Range to reproduce from the entries below: the line with "impl<L: AuthorityLink> ControlSurface<L>", the line with "filename src/blocking/rules.rs", and every line in between. Give them exactly and give nothing else.

==============================

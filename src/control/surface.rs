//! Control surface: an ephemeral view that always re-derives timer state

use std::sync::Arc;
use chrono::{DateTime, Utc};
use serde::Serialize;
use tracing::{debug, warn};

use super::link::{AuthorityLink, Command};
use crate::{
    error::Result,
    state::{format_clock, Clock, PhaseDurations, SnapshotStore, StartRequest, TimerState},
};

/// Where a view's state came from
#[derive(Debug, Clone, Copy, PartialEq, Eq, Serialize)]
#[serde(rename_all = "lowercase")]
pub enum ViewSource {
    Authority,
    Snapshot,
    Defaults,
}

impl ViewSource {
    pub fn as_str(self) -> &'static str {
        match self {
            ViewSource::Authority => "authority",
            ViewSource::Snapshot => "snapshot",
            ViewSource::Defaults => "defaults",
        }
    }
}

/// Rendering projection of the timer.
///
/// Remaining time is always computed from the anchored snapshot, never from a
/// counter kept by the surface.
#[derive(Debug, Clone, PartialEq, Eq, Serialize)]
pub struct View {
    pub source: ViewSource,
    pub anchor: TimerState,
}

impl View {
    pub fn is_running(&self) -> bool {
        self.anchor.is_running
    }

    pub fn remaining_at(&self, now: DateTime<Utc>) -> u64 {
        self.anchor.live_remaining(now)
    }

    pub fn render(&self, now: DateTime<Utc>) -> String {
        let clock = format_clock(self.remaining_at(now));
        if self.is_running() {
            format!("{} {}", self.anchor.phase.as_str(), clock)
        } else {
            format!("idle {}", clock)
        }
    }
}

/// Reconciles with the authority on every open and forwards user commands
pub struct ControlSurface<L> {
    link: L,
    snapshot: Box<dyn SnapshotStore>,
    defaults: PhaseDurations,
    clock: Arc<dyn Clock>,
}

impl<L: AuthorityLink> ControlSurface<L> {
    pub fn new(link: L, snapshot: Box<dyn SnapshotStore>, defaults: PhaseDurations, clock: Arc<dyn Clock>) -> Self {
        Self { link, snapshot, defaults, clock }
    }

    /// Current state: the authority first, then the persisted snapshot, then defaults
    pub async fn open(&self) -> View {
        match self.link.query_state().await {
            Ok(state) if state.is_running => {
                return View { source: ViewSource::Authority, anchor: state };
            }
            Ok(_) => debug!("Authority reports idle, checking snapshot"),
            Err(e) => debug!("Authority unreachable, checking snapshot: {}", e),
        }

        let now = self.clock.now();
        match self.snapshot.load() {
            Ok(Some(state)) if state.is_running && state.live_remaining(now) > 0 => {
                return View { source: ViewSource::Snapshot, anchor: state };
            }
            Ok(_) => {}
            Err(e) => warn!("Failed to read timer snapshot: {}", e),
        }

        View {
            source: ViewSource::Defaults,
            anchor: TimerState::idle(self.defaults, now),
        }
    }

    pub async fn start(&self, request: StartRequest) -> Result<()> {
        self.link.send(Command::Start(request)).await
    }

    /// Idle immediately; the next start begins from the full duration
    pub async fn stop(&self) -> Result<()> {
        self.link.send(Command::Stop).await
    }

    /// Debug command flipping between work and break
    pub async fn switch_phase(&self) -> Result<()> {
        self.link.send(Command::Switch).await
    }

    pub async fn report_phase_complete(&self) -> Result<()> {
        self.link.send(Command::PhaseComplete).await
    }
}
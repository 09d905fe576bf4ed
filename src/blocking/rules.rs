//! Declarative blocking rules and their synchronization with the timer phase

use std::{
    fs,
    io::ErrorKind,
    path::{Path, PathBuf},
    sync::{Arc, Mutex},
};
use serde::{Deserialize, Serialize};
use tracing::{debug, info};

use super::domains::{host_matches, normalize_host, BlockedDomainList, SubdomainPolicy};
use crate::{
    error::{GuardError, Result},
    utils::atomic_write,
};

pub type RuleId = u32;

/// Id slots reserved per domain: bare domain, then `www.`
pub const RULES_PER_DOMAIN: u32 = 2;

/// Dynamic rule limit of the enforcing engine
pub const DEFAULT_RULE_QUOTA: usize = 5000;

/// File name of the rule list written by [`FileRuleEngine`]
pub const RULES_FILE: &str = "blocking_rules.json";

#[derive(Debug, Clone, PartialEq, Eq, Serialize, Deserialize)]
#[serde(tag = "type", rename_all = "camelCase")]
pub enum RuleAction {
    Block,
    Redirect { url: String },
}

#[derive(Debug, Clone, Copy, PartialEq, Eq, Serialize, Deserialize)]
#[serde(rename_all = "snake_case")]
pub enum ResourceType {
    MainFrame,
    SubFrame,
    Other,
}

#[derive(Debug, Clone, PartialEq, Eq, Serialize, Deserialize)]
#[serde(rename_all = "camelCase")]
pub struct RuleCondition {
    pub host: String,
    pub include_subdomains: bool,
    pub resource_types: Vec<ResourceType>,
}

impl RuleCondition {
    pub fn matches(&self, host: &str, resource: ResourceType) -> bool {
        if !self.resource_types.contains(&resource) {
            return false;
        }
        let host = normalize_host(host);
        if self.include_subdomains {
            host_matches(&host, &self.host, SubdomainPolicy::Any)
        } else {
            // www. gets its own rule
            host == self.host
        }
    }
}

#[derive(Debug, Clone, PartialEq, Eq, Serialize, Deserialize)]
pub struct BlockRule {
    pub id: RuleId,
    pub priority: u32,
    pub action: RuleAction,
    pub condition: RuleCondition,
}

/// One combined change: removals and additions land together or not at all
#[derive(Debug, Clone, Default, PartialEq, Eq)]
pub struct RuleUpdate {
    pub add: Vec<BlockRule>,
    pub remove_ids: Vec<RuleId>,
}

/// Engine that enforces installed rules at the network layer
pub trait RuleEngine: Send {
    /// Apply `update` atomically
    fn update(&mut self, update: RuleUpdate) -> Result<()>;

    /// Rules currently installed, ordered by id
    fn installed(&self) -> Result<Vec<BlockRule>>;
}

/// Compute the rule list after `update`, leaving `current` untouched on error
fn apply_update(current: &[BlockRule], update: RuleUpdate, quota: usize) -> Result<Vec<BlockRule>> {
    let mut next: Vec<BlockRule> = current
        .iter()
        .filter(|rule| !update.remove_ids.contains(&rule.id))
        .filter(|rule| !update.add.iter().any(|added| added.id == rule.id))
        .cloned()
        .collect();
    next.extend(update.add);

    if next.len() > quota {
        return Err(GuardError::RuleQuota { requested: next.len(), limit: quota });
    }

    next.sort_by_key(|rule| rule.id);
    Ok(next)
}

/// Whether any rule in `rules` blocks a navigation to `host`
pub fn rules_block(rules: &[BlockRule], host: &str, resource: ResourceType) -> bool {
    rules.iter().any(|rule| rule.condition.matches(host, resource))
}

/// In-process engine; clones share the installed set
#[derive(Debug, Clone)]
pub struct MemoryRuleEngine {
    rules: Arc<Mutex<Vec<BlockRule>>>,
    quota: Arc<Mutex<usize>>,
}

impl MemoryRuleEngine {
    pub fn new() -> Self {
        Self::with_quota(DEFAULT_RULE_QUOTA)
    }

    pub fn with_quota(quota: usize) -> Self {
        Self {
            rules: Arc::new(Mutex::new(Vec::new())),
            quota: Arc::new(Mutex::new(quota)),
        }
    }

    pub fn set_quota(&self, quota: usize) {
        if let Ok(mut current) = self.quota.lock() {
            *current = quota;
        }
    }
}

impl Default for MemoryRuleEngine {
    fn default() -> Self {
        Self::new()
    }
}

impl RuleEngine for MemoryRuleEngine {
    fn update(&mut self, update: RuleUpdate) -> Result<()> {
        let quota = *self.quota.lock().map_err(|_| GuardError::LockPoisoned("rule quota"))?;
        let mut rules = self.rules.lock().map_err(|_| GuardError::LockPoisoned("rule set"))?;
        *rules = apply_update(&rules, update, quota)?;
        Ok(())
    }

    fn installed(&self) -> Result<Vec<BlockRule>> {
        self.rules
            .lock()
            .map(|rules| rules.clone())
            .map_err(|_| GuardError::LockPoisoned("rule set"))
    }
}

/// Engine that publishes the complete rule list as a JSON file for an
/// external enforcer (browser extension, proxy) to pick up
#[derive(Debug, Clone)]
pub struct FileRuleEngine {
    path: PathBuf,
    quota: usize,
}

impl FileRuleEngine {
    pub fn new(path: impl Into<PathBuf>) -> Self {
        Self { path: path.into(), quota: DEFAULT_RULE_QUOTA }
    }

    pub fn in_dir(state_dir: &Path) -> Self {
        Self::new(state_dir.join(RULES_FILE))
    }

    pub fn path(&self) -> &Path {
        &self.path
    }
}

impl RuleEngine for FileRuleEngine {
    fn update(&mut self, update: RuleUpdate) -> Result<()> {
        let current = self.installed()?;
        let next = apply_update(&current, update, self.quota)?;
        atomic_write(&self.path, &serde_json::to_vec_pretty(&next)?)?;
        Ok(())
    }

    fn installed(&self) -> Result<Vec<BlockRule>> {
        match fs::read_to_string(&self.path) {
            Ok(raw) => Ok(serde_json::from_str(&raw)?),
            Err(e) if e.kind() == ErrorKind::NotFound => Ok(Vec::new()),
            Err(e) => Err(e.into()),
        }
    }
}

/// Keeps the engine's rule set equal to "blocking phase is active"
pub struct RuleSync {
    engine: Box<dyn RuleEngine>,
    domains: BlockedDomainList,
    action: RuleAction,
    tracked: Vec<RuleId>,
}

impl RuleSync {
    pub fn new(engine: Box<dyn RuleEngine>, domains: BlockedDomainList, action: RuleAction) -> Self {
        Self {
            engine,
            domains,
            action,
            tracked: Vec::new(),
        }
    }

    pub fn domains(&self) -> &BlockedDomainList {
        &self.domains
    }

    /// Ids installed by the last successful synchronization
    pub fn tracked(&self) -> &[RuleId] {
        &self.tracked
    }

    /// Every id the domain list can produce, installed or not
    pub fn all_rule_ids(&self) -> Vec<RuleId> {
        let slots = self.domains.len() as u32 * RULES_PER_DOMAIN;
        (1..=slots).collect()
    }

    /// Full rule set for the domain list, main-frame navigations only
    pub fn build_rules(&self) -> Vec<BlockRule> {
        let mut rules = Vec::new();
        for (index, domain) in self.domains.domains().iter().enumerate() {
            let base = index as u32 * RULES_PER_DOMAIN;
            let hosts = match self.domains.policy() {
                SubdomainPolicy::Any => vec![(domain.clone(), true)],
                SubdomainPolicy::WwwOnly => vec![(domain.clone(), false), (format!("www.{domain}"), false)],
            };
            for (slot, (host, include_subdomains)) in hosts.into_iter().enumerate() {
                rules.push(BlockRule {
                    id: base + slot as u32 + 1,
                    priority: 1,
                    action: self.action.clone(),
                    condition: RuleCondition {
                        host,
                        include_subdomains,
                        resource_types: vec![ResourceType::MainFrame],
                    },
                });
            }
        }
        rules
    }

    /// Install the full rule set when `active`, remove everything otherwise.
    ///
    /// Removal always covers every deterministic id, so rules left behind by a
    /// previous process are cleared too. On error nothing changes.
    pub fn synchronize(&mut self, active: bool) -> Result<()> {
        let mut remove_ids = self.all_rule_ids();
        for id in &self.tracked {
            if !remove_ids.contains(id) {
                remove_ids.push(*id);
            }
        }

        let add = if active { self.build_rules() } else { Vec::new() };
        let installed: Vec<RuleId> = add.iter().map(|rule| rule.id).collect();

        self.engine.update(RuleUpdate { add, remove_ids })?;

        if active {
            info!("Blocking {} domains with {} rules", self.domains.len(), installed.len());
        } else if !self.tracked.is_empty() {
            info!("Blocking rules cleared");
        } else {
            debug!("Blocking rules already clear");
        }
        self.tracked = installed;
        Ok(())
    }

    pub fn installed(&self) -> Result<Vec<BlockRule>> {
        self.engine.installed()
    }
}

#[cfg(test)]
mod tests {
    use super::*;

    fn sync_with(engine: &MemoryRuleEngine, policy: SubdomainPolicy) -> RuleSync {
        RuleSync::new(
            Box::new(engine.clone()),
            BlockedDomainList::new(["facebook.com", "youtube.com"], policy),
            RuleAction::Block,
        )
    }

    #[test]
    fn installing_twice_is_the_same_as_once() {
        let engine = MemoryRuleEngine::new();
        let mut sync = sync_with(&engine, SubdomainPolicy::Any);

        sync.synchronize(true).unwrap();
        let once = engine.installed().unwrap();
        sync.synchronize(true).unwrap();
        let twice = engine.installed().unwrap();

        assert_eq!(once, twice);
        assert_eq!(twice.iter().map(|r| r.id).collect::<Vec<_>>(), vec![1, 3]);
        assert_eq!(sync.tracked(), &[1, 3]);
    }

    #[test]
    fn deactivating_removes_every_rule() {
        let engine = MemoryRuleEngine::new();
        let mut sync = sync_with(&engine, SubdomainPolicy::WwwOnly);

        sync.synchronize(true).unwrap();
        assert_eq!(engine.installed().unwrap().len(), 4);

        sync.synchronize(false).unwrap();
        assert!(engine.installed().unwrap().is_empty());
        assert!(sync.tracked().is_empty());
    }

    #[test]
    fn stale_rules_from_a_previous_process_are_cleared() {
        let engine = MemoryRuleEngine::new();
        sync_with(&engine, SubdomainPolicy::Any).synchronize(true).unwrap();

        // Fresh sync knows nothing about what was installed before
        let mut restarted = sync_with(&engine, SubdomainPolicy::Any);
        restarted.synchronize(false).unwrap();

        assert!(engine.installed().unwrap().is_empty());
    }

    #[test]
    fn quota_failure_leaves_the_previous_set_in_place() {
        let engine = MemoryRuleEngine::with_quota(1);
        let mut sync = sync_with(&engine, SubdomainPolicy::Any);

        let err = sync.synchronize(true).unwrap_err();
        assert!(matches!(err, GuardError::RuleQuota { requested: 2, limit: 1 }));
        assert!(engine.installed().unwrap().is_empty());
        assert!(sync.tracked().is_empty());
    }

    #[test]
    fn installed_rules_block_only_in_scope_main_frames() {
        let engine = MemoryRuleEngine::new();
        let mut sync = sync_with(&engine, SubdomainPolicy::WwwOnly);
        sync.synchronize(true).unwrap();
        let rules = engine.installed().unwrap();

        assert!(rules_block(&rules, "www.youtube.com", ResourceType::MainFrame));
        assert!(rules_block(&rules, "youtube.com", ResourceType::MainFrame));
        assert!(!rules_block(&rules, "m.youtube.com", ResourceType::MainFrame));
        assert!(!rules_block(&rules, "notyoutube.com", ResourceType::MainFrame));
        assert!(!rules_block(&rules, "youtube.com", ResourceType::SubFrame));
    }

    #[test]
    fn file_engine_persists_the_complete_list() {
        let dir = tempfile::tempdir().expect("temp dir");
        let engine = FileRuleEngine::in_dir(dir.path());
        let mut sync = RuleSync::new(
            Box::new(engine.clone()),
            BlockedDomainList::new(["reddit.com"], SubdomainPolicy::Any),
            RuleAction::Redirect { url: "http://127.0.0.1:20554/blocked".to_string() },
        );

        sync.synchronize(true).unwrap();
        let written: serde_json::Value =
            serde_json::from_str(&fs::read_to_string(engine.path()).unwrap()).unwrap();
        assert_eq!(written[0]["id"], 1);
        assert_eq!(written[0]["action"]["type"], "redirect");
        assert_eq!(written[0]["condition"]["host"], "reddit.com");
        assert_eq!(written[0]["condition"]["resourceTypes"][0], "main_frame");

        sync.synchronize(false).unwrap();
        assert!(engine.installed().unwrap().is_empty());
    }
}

==============================

> _WRITTEN REPLY_
impl<L: AuthorityLink> ControlSurface<L> {
    pub fn new(link: L, snapshot: Box<dyn SnapshotStore>, defaults: PhaseDurations, clock: Arc<dyn Clock>) -> Self {
        Self { link, snapshot, defaults, clock }
    }

    /// Current state: the authority first, then the persisted snapshot, then defaults
    pub async fn open(&self) -> View {
        match self.link.query_state().await {
            Ok(state) if state.is_running => {
                return View { source: ViewSource::Authority, anchor: state };
            }
            Ok(_) => debug!("Authority reports idle, checking snapshot"),
            Err(e) => debug!("Authority unreachable, checking snapshot: {}", e),
        }

        let now = self.clock.now();
        match self.snapshot.load() {
            Ok(Some(state)) if state.is_running && state.live_remaining(now) > 0 => {
                return View { source: ViewSource::Snapshot, anchor: state };
            }
            Ok(_) => {}
            Err(e) => warn!("Failed to read timer snapshot: {}", e),
        }

        View {
            source: ViewSource::Defaults,
            anchor: TimerState::idle(self.defaults, now),
        }
    }

    pub async fn start(&self, request: StartRequest) -> Result<()> {
        self.link.send(Command::Start(request)).await
    }

    /// Idle immediately; the next start begins from the full duration
    pub async fn stop(&self) -> Result<()> {
        self.link.send(Command::Stop).await
    }

    /// Debug command flipping between work and break
    pub async fn switch_phase(&self) -> Result<()> {
        self.link.send(Command::Switch).await
    }

    pub async fn report_phase_complete(&self) -> Result<()> {
        self.link.send(Command::PhaseComplete).await
    }
}
repository 09d905fe576bf4ed
filename src/blocking/rules.rs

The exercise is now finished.